Participation Criteria

Eligibility Criteria

• Ages Eligible for Study: 18 years and older (Adult, Older Adult)
• Accepts Healthy Volunteers: No

Description

Inclusion Criteria:

• Histologically confirmed advanced hepatocellular carcinoma, not eligible for surgical and/or locoregional therapies; or progressive disease after surgical and /or locoregional therapies
• Locoregional therapy for hepatocellular carcinoma (HCC) must be completed at least 4 weeks prior to the baseline scan
• Child-Pugh Class A
• Eastern Cooperative Oncology Group (ECOG) performance status (PS) 0 or 1

Exclusion Criteria:

• Known fibrolamellar HCC, sarcomatoid HCC, or mixed cholangiocarcinoma and HCC
• Prior liver transplant
• Active, known, or suspected autoimmune disease

Other protocol-defined inclusion/exclusion criteria apply

Study Plan

How is the study designed?

Design Details

• Primary Purpose: Treatment
• Allocation: Randomized
• Interventional Model: Parallel Assignment
• Masking: None (Open Label)

Number of Arms

2

Arms and Interventions

Participant Group / Arm	Intervention / Treatment
Experimental: Nivolumab; Nivolumab specified dose on specified days	Drug: Nivolumab; Specified Dose on Specified Days
Active Comparator: Sorafenib; Sorafenib specified dose on specified days	Drug: Sorafenib; Specified Dose on Specified Days

What is the study measuring?

Primary Outcome Measures

Outcome Measure	Measure Description	Time Frame
Overall Survival (OS)	OS is defined as the time from the date of randomization to the date of death due to any cause in all randomized participants. Participants who are alive will be censored at the last known alive dates. Based on Kaplan-Meier Estimates.	time from the date of randomization to the date of death due to any cause, assessed up to June 2019 (approximately 41 months)

Secondary Outcome Measures

Outcome Measure	Measure Description	Time Frame
Objective Response Rate (ORR) Per BICR RECIST 1.1	ORR is defined as the proportion of participants whose best overall response (BOR) is either a complete response (CR) or partial response (PR). BOR is defined as the best response designation, as determined based on BICR-assessed tumor response according to RECIST 1.1, recorded between the date of randomization and the date of first objectively documented progression or the date of subsequent anti-cancer therapy, whichever occurs first. For participants without documented progression or subsequent anti-cancer therapy, all available response designations will contribute to the BOR determination.
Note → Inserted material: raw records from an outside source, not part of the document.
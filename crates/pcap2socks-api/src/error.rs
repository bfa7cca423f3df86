use thiserror::Error;

/// Top-level error type for the `pcap2socks-api` crate.
///
/// Covers every way a backend invocation can fail: the transport could not
/// deliver the command, the backend rejected it, or the backend answered
/// with a payload whose shape does not match the command.
/// `pcap2socks-core` rewraps these uniformly for the front-ends.
#[derive(Debug, Error)]
pub enum Error {
    // ── Transport ───────────────────────────────────────────────────
    /// HTTP transport error (connection refused, DNS failure, etc.)
    #[error("HTTP transport error: {0}")]
    Transport(#[from] reqwest::Error),

    /// URL parsing error.
    #[error("Invalid URL: {0}")]
    InvalidUrl(#[from] url::ParseError),

    /// Request timed out.
    #[error("Request timed out after {timeout_secs}s")]
    Timeout { timeout_secs: u64 },

    /// The backend answered with a non-success HTTP status.
    #[error("Backend returned HTTP {status}")]
    Status { status: u16, body: String },

    // ── Backend ─────────────────────────────────────────────────────
    /// The backend processed the command and reported a failure.
    #[error("{message}")]
    Backend { message: String },

    // ── Data ────────────────────────────────────────────────────────
    /// JSON deserialization failed, with the raw body for debugging.
    #[error("Deserialization error: {message}")]
    Deserialization { message: String, body: String },
}

impl Error {
    /// Returns `true` if this is a transient error worth retrying.
    pub fn is_transient(&self) -> bool {
        match self {
            Self::Transport(e) => e.is_timeout() || e.is_connect(),
            Self::Timeout { .. } => true,
            Self::Status { status, .. } => *status >= 500,
            _ => false,
        }
    }

    /// Returns `true` if the backend could not be reached at all.
    pub fn is_unreachable(&self) -> bool {
        matches!(self, Self::Transport(e) if e.is_connect())
    }

    /// The message the backend itself reported, if this error came from it.
    pub fn backend_message(&self) -> Option<&str> {
        match self {
            Self::Backend { message } => Some(message),
            _ => None,
        }
    }
}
For a BOR of CR or PR, the initial response assessment must be confirmed by a consecutive assessment no less than 4 weeks (28 days) later. Estimate of (Nivolumab - Sorafenib) is based on CMH method of weighting, stratified by stratification factors	the date of randomization and the date of first objectively documented progression or the date of subsequent anti-cancer therapy, whichever occurs first, assessed up to May 2019 (approximately 40 months)
Progression-Free Survival (PFS)	PFS is defined as the time from the date of randomization to the date of the first objectively documented tumor progression as assessed by BICR according to RECIST 1.1 or death due to any cause in all randomized participants. Participants who die without a reported prior progression and without initiation of subsequent anti-cancer therapy will be considered to have progressed on the date of their death. Participants who did not progress or die will be censored on the date of their last tumor assessment. Participants who did not have baseline tumor assessment will be censored on the date they were randomized. Participants who did not have any on study tumor assessments and did not die will be censored on the date they were randomized. Participants who started any subsequent anti-cancer therapy without a prior reported progression will be censored at the last tumor assessment prior to subsequent anti-cancer therapy.	time from the date of randomization to the date of the first objectively documented tumor progression or death, assessed up to May 2019 (approximately 40 months)
Efficacy Based on PD-L1 Expression - OS and PFS	PD-L1 expression is defined as the percent of tumor cell membrane staining in a minimum of 100 evaluable tumor cells per Dako PD-L1 IHC assay unless otherwise specified. This is referred as quantifiable PD-L1 expression. If the PD-L1 staining could not be quantified, it is further classifies as: Indeterminate: Tumor cell membrane staining hampered for reasons attributed to the biology of the tumor biopsy specimen and not because of improper sample preparation or handling. Not evaluable: Tumor biopsy specimen was not optimally collected or prepared (e.g. PD-L1 expression is neither quantifiable nor indeterminate). PD-L1 status is a dichotomized variable using an X% cut-off for quantifiable PD-L1 expression: PD-L1 > X %: ≥ X % PD-L1 expression; PD-L1 < X %: < X % PD-L1 expression where X% denotes the PD-L1 expression cut-off of 1%. Additional cut off values may also be explored. Confidence interval based on the Clopper and Pearson method.	the date of randomization and the date of first objectively documented progression or the date of subsequent anti-cancer therapy, whichever occurs first, assessed up to May 2019 (approximately 40 months)
Efficacy Based on PD-L1 Expression - ORR	PD-L1 expression is defined as the percent of tumor cell membrane staining in a minimum of 100 evaluable tumor cells per Dako PD-L1 IHC assay unless otherwise specified. This is referred as quantifiable PD-L1 expression. If the PD-L1 staining could not be quantified, it is further classifies as: Indeterminate: Tumor cell membrane staining hampered for reasons attributed to the biology of the tumor biopsy specimen and not because of improper sample preparation or handling. Not evaluable: Tumor biopsy specimen was not optimally collected or prepared (e.g. PD-L1 expression is neither quantifiable nor indeterminate). PD-L1 status is a dichotomized variable using an X% cut-off for quantifiable PD-L1 expression: PD-L1 > X %: ≥ X % PD-L1 expression; PD-L1 < X %: < X % PD-L1 expression where X% denotes the PD-L1 expression cut-off of 1%. Additional cut off values may also be explored. Confidence interval based on the Clopper and Pearson method.	the date of randomization and the date of first objectively documented progression or the date of subsequent anti-cancer therapy, whichever occurs first, assessed up to May 2019 (approximately 40 months)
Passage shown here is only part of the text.